The term “data scientist” has become popular since the term first appeared at around 2009. But while the term has been applied to numerous people, exactly what a data scientist is is still unclear, Big Data visionary and Tresata founder and CEO Abhi Mehta said in an interview in The Cube from the Strata = Hadoop World 2012 conference in late October. And no actual degree in data science exists today. Tresata, he said, plans to help fill this gap with an effort led by its new Chief Scientist, Ph.D. Roy Lowrance, to create the first advanced degree program in data science this summer, offering both master’s and Ph.D. degrees.
The term has almost as many definitions as there are experts using it. Mehta says he sees data scientists as divided into two groups, whom he calls the “marketing quants” and the “data quants”. The first group does the “sexy work” of researching questions using established Big Data analysis tools and then applying the answers to defining better products and services to meet customer needs. That, he says, is about 20% of the work.
The other 80% is the “boring but important” work of the data quants. This “role is incredibly ill-defined,” he says, “but it has the most value, which is people who have the ability and resources” to close the gap in the “last mile” of Big Data analytics. Nine-tenths of that mile, he says, can and absolutely has to be automated using machine learning to “mimic smart people and … do the work of those people in a smarter way…. I have to have machines do it because there’s no way I can build an analytics engine, a business, manually around people manipulating data for 250 million units [the U.S. population]. Not possible.”
But he says, that last one-tenth has to be done by humans, and those are the data scientists. “That skill set is incredibly ill-defined and not available on the market. It is a sort of cyborg from a skills perspective. So training data quants is a very interesting problem that no one today is solving. But a trained data quant with the right machine learning tools can function with data that’s growing at I don’t know what, a new word, celabytes.” To do that they have to be “part physicist, part mechanical engineer, part statistician, and a total reservoir of common sense.”

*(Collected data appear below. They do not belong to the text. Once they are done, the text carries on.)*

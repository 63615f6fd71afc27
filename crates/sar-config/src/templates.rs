//! Configuration template for `sar init`.

/// Default configuration template (valid TOML).
const TEMPLATE: &str = include_str!("../templates/config.toml");

/// Returns the configuration template as a commented-out example.
pub fn config_template() -> String {
    comment_template(TEMPLATE)
}

/// Converts a valid TOML template into a commented-out example config.
///
/// Lines that are already comments are preserved as-is. Non-comment, non-empty
/// lines get a "# " prefix. Empty lines are preserved.
fn comment_template(template: &str) -> String {
    let mut result = String::with_capacity(template.len() + template.lines().count() * 2);
    for line in template.lines() {
        if !line.is_empty() && !line.starts_with('#') {
            result.push_str("# ");
        }
        result.push_str(line);
        result.push('\n');
    }
    result
}
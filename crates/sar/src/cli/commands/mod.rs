//! Command implementations and dispatch.

pub mod config;
pub mod extract;
pub mod filter;
pub mod init;
pub mod replace;

use std::process::ExitCode;

use super::{args::Commands, context::CommandContext};

/// Dispatches to the selected subcommand.
pub fn run(command: Commands, ctx: &CommandContext) -> ExitCode {
    match command {
        Commands::Extract(cmd) => extract::run(ctx, &cmd),
        Commands::Replace(cmd) => replace::run(ctx, &cmd),
        Commands::Filter(cmd) => filter::run(&cmd),
        Commands::Init(cmd) => init::run(ctx, &cmd),
        Commands::Config => config::run(ctx),
    }
}
//! Literal search-and-replace over the text fields of content items.
//!
//! The read path counts occurrences of a search string in each field and extracts
//! HTML context around them ([`Extractor`]), which [`Renderer`] turns into a report.
//! The write path substitutes the string in every field ([`replace`]). Both work on
//! plain `name -> text` maps or, through [`SearchReplace`], on a [`ContentItem`] whose
//! field descriptors decide which fields are text.
//!
//! Nothing here touches storage. Callers load values, pass them in and persist what
//! comes back.

#![warn(missing_docs)]

mod error;
mod escape;
mod extract;
mod fields;
mod item;
mod render;
mod replace;

use std::collections::BTreeMap;

pub use error::SarError;
pub use extract::{Extractor, MatchReport, count_occurrences, summary_line};
pub use fields::{CARDINALITY_UNLIMITED, FieldDescriptor, TextFieldCache};
pub use item::{
    ContentItem, FieldFailure, ItemField, ItemMatches, ItemReplacement, ReplaceContext,
    SearchReplace,
};
pub use render::Renderer;
pub use replace::{ReplacementResult, replace, replace_field, replace_in_fields};

/// Extracts match reports for every field of a `name -> text` map with default settings.
///
/// Fields without a match are absent. An empty search string yields an empty map.
pub fn extract_matches(
    fields: &BTreeMap<String, String>,
    search: &str,
) -> BTreeMap<String, Result<MatchReport, SarError>> {
    Extractor::default().extract_matches(fields, search)
}
//! HTML fragment walking for sar.
//!
//! Field text is parsed with a tolerant HTML5 parser and copied into a small arena tree
//! that supports the two queries match extraction needs (elements by tag, hyperlinks
//! inside an element) plus in-place removal of nodes.
//!
//! Node ids are arena indices. Detaching a node unlinks it from its parent but never
//! moves or frees any slot, so ids collected before a removal stay valid after it.

#![warn(missing_docs)]

mod error;
mod parse;
mod tree;

pub use error::MarkupError;
pub use parse::parse;
pub use tree::{Descendants, MarkupTree, NodeId, StructuralElement};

And these people are in demand. Mehta says Tresata clients come to him constantly who get the potential of Big Data analysis to answer critical questions and provide the keys to a new level of business, but then add “I don’t have the people to write the new models for all this data. So sampling is dead, and we need to analyze the entire population. Who’ll write that for me?” That is the question that Tresata hopes to answer with the new data science degree program.